INPUT DATA =>
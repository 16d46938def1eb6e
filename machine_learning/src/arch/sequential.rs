use log::trace;
use ndarray::{Array2, ArrayView2};

use super::{
    LayerSnapshot, Model, ModelSnapshot, activations::ActFn, layers::Layer, loss::LossFn,
};
use crate::{MlErr, Result, optimization::Optimizer};

/// A sequential model: information flows forward when computing an output and backward when
/// computing the *deltas* of its layers.
///
/// The model doesn't own its parameters, every layer consumes its slice of a flat parameter
/// buffer in order.
#[derive(Clone, Debug)]
pub struct Sequential {
    layers: Vec<Layer>,
}

impl Sequential {
    /// Creates a new `Sequential`.
    ///
    /// # Arguments
    /// * `layers` - The layers the sequential is composed of.
    ///
    /// # Returns
    /// A new `Sequential` instance or an error if there are no layers or two adjacent layers
    /// don't agree on their dimensions.
    pub fn new<I>(layers: I) -> Result<Self>
    where
        I: IntoIterator<Item = Layer>,
    {
        let layers: Vec<_> = layers.into_iter().collect();

        if layers.is_empty() {
            return Err(MlErr::InvalidArchitecture(
                "a model needs at least one layer".into(),
            ));
        }

        if let Some(i) = layers.iter().position(|l| l.size() == 0) {
            return Err(MlErr::InvalidArchitecture(format!(
                "layer {i} has no connections"
            )));
        }

        for (i, pair) in layers.windows(2).enumerate() {
            let (_, prev_out) = pair[0].dim();
            let (curr_in, _) = pair[1].dim();

            if prev_out != curr_in {
                return Err(MlErr::InvalidArchitecture(format!(
                    "layer {}: input size ({curr_in}) does not match previous layer output size ({prev_out})",
                    i + 1
                )));
            }
        }

        Ok(Self { layers })
    }

    /// Creates a fully connected perceptron `inputs -> hidden[0] -> ... -> outputs`.
    ///
    /// # Arguments
    /// * `inputs` - The amount of nodes in the input activation layer.
    /// * `hidden` - The amount of nodes in each hidden activation layer.
    /// * `outputs` - The amount of nodes in the output activation layer.
    /// * `act_fn` - The threshold function used by every connectivity layer.
    pub fn perceptron(
        inputs: usize,
        hidden: &[usize],
        outputs: usize,
        act_fn: ActFn,
    ) -> Result<Self> {
        if hidden.is_empty() {
            return Err(MlErr::InvalidArchitecture(
                "a perceptron needs at least one hidden layer".into(),
            ));
        }

        let nodes: Vec<usize> = std::iter::once(inputs)
            .chain(hidden.iter().copied())
            .chain(std::iter::once(outputs))
            .collect();

        let layers = nodes
            .windows(2)
            .map(|w| Layer::dense((w[0], w[1]), Some(act_fn.clone())));

        Self::new(layers)
    }

    pub fn layers(&self) -> &[Layer] {
        &self.layers
    }

    /// The amount of nodes of the input activation layer.
    pub fn input_size(&self) -> usize {
        self.layers.first().map_or(0, |l| l.dim().0)
    }

    /// The amount of nodes of the output activation layer.
    pub fn output_size(&self) -> usize {
        self.layers.last().map_or(0, |l| l.dim().1)
    }

    /// Makes a forward pass through the network.
    ///
    /// # Arguments
    /// * `params` - The parameters of every layer, in order.
    /// * `x` - The input data, one case per row.
    ///
    /// # Returns
    /// The prediction for the given input or an error if occurred.
    pub fn forward<'x>(
        &'x mut self,
        params: &[f32],
        mut x: ArrayView2<'x, f32>,
    ) -> Result<ArrayView2<'x, f32>> {
        self.check_size("parameters", params.len())?;

        let mut rest = params;
        for layer in self.layers.iter_mut() {
            let (head, tail) = rest.split_at(layer.size());
            rest = tail;
            x = layer.forward(head, x)?;
        }

        Ok(x)
    }

    /// Exports the given parameters as a per layer `w[source][dest]` snapshot.
    pub fn snapshot(&self, params: &[f32]) -> Result<ModelSnapshot> {
        self.check_size("parameters", params.len())?;

        let mut rest = params;
        let layers = self
            .layers
            .iter()
            .map(|layer| {
                let dim = layer.dim();
                let (head, tail) = rest.split_at(layer.size());
                rest = tail;

                LayerSnapshot {
                    dim,
                    weights: head.chunks(dim.1).map(<[f32]>::to_vec).collect(),
                }
            })
            .collect();

        Ok(ModelSnapshot { layers })
    }

    /// Builds the flat parameter buffer described by a snapshot.
    ///
    /// # Returns
    /// The parameters or an error if the snapshot doesn't describe this model's architecture.
    pub fn params_from(&self, snapshot: &ModelSnapshot) -> Result<Vec<f32>> {
        if snapshot.layers.len() != self.layers.len() {
            return Err(MlErr::SizeMismatch {
                what: "snapshot layers",
                got: snapshot.layers.len(),
                expected: self.layers.len(),
            });
        }

        let mut params = Vec::with_capacity(self.size());

        for (i, (layer, saved)) in self.layers.iter().zip(&snapshot.layers).enumerate() {
            let dim = layer.dim();
            let rows = saved.weights.len();
            let well_formed = rows == dim.0 && saved.weights.iter().all(|row| row.len() == dim.1);

            if saved.dim != dim || !well_formed {
                return Err(MlErr::InvalidArchitecture(format!(
                    "layer {i} is {dim:?} but the snapshot holds {:?} with {rows} rows",
                    saved.dim
                )));
            }

            params.extend(saved.weights.iter().flatten());
        }

        Ok(params)
    }

    fn check_size(&self, what: &'static str, got: usize) -> Result<()> {
        let expected = self.size();

        if got != expected {
            return Err(MlErr::SizeMismatch {
                what,
                got,
                expected,
            });
        }

        Ok(())
    }
}

impl Model for Sequential {
    fn size(&self) -> usize {
        self.layers.iter().map(|layer| layer.size()).sum()
    }

    fn predict(&mut self, params: &[f32], x: ArrayView2<f32>) -> Result<Array2<f32>> {
        Ok(self.forward(params, x)?.to_owned())
    }

    fn backprop<'a, L, O, I>(
        &mut self,
        params: &mut [f32],
        grad: &mut [f32],
        loss_fn: &L,
        optimizer: &mut O,
        batches: I,
    ) -> Result<f32>
    where
        L: LossFn,
        O: Optimizer,
        I: Iterator<Item = (ArrayView2<'a, f32>, ArrayView2<'a, f32>)>,
    {
        let size = self.size();
        self.check_size("parameters", params.len())?;
        self.check_size("gradient", grad.len())?;

        let mut total_loss = 0.0;

        for (x, y) in batches {
            let y_pred = self.forward(params, x)?;

            if y_pred.dim() != y.dim() {
                return Err(MlErr::SizeMismatch {
                    what: "expected outputs",
                    got: y.len(),
                    expected: y_pred.len(),
                });
            }

            let loss = loss_fn.loss(y_pred, y);
            trace!(loss = loss; "batch forwarded");
            total_loss += loss;

            let mut d_last = loss_fn.loss_prime(y_pred, y);
            let mut d = d_last.view_mut();
            let mut end = size;

            for layer in self.layers.iter_mut().rev() {
                let start = end - layer.size();
                d = layer.backward(&params[start..end], &mut grad[start..end], d)?;
                end = start;
            }

            optimizer.update_params(params, grad);
        }

        Ok(total_loss)
    }
}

GOAL OF THE EXERCISE => Would you output every record above exactly as it stands?

RESULT =>
repository 16d46938def1eb6e
filename machine_learning/src/arch/sequential.rs
use log::trace;
use ndarray::{Array2, ArrayView2};

use super::{
    LayerSnapshot, Model, ModelSnapshot, activations::ActFn, layers::Layer, loss::LossFn,
};
use crate::{MlErr, Result, optimization::Optimizer};

/// A sequential model: information flows forward when computing an output and backward when
/// computing the *deltas* of its layers.
///
/// The model doesn't own its parameters, every layer consumes its slice of a flat parameter
/// buffer in order.
#[derive(Clone, Debug)]
pub struct Sequential {
    layers: Vec<Layer>,
}

impl Sequential {
    /// Creates a new `Sequential`.
    ///
    /// # Arguments
    /// * `layers` - The layers the sequential is composed of.
    ///
    /// # Returns
    /// A new `Sequential` instance or an error if there are no layers or two adjacent layers
    /// don't agree on their dimensions.
    pub fn new<I>(layers: I) -> Result<Self>
    where
        I: IntoIterator<Item = Layer>,
    {
        let layers: Vec<_> = layers.into_iter().collect();

        if layers.is_empty() {
            return Err(MlErr::InvalidArchitecture(
                "a model needs at least one layer".into(),
            ));
        }

        if let Some(i) = layers.iter().position(|l| l.size() == 0) {
            return Err(MlErr::InvalidArchitecture(format!(
                "layer {i} has no connections"
            )));
        }

        for (i, pair) in layers.windows(2).enumerate() {
            let (_, prev_out) = pair[0].dim();
            let (curr_in, _) = pair[1].dim();

            if prev_out != curr_in {
                return Err(MlErr::InvalidArchitecture(format!(
                    "layer {}: input size ({curr_in}) does not match previous layer output size ({prev_out})",
                    i + 1
                )));
            }
        }

        Ok(Self { layers })
    }

    /// Creates a fully connected perceptron `inputs -> hidden[0] -> ... -> outputs`.
    ///
    /// # Arguments
    /// * `inputs` - The amount of nodes in the input activation layer.
    /// * `hidden` - The amount of nodes in each hidden activation layer.
    /// * `outputs` - The amount of nodes in the output activation layer.
    /// * `act_fn` - The threshold function used by every connectivity layer.
    pub fn perceptron(
        inputs: usize,
        hidden: &[usize],
        outputs: usize,
        act_fn: ActFn,
    ) -> Result<Self> {
        if hidden.is_empty() {
            return Err(MlErr::InvalidArchitecture(
                "a perceptron needs at least one hidden layer".into(),
            ));
        }

        let nodes: Vec<usize> = std::iter::once(inputs)
            .chain(hidden.iter().copied())
            .chain(std::iter::once(outputs))
            .collect();

        let layers = nodes
            .windows(2)
            .map(|w| Layer::dense((w[0], w[1]), Some(act_fn.clone())));

        Self::new(layers)
    }

    pub fn layers(&self) -> &[Layer] {
        &self.layers
    }

    /// The amount of nodes of the input activation layer.
    pub fn input_size(&self) -> usize {
        self.layers.first().map_or(0, |l| l.dim().0)
    }

    /// The amount of nodes of the output activation layer.
    pub fn output_size(&self) -> usize {
        self.layers.last().map_or(0, |l| l.dim().1)
    }

    /// Makes a forward pass through the network.
    ///
    /// # Arguments
    /// * `params` - The parameters of every layer, in order.
    /// * `x` - The input data, one case per row.
    ///
    /// # Returns
    /// The prediction for the given input or an error if occurred.
    pub fn forward<'x>(
        &'x mut self,
        params: &[f32],
        mut x: ArrayView2<'x, f32>,
    ) -> Result<ArrayView2<'x, f32>> {
        self.check_size("parameters", params.len())?;

        let mut rest = params;
        for layer in self.layers.iter_mut() {
            let (head, tail) = rest.split_at(layer.size());
            rest = tail;
            x = layer.forward(head, x)?;
        }

        Ok(x)
    }

    /// Exports the given parameters as a per layer `w[source][dest]` snapshot.
    pub fn snapshot(&self, params: &[f32]) -> Result<ModelSnapshot> {
        self.check_size("parameters", params.len())?;

        let mut rest = params;
        let layers = self
            .layers
            .iter()
            .map(|layer| {
                let dim = layer.dim();
                let (head, tail) = rest.split_at(layer.size());
                rest = tail;

                LayerSnapshot {
                    dim,
                    weights: head.chunks(dim.1).map(<[f32]>::to_vec).collect(),
                }
            })
            .collect();

        Ok(ModelSnapshot { layers })
    }

    /// Builds the flat parameter buffer described by a snapshot.
    ///
    /// # Returns
    /// The parameters or an error if the snapshot doesn't describe this model's architecture.
    pub fn params_from(&self, snapshot: &ModelSnapshot) -> Result<Vec<f32>> {
        if snapshot.layers.len() != self.layers.len() {
            return Err(MlErr::SizeMismatch {
                what: "snapshot layers",
                got: snapshot.layers.len(),
                expected: self.layers.len(),
            });
        }

        let mut params = Vec::with_capacity(self.size());

        for (i, (layer, saved)) in self.layers.iter().zip(&snapshot.layers).enumerate() {
            let dim = layer.dim();
            let rows = saved.weights.len();
            let well_formed = rows == dim.0 && saved.weights.iter().all(|row| row.len() == dim.1);

            if saved.dim != dim || !well_formed {
                return Err(MlErr::InvalidArchitecture(format!(
                    "layer {i} is {dim:?} but the snapshot holds {:?} with {rows} rows",
                    saved.dim
                )));
            }

            params.extend(saved.weights.iter().flatten());
        }

        Ok(params)
    }

    fn check_size(&self, what: &'static str, got: usize) -> Result<()> {
        let expected = self.size();

        if got != expected {
            return Err(MlErr::SizeMismatch {
                what,
                got,
                expected,
            });
        }

        Ok(())
    }
}

impl Model for Sequential {
    fn size(&self) -> usize {
        self.layers.iter().map(|layer| layer.size()).sum()
    }

    fn predict(&mut self, params: &[f32], x: ArrayView2<f32>) -> Result<Array2<f32>> {
        Ok(self.forward(params, x)?.to_owned())
    }

    fn backprop<'a, L, O, I>(
        &mut self,
        params: &mut [f32],
        grad: &mut [f32],
        loss_fn: &L,
        optimizer: &mut O,
        batches: I,
    ) -> Result<f32>
    where
        L: LossFn,
        O: Optimizer,
        I: Iterator<Item = (ArrayView2<'a, f32>, ArrayView2<'a, f32>)>,
    {
        let size = self.size();
        self.check_size("parameters", params.len())?;
        self.check_size("gradient", grad.len())?;

        let mut total_loss = 0.0;

        for (x, y) in batches {
            let y_pred = self.forward(params, x)?;

            if y_pred.dim() != y.dim() {
                return Err(MlErr::SizeMismatch {
                    what: "expected outputs",
                    got: y.len(),
                    expected: y_pred.len(),
                });
            }

            let loss = loss_fn.loss(y_pred, y);
            trace!(loss = loss; "batch forwarded");
            total_loss += loss;

            let mut d_last = loss_fn.loss_prime(y_pred, y);
            let mut d = d_last.view_mut();
            let mut end = size;

            for layer in self.layers.iter_mut().rev() {
                let start = end - layer.size();
                d = layer.backward(&params[start..end], &mut grad[start..end], d)?;
                end = start;
            }

            optimizer.update_params(params, grad);
        }

        Ok(total_loss)
    }
}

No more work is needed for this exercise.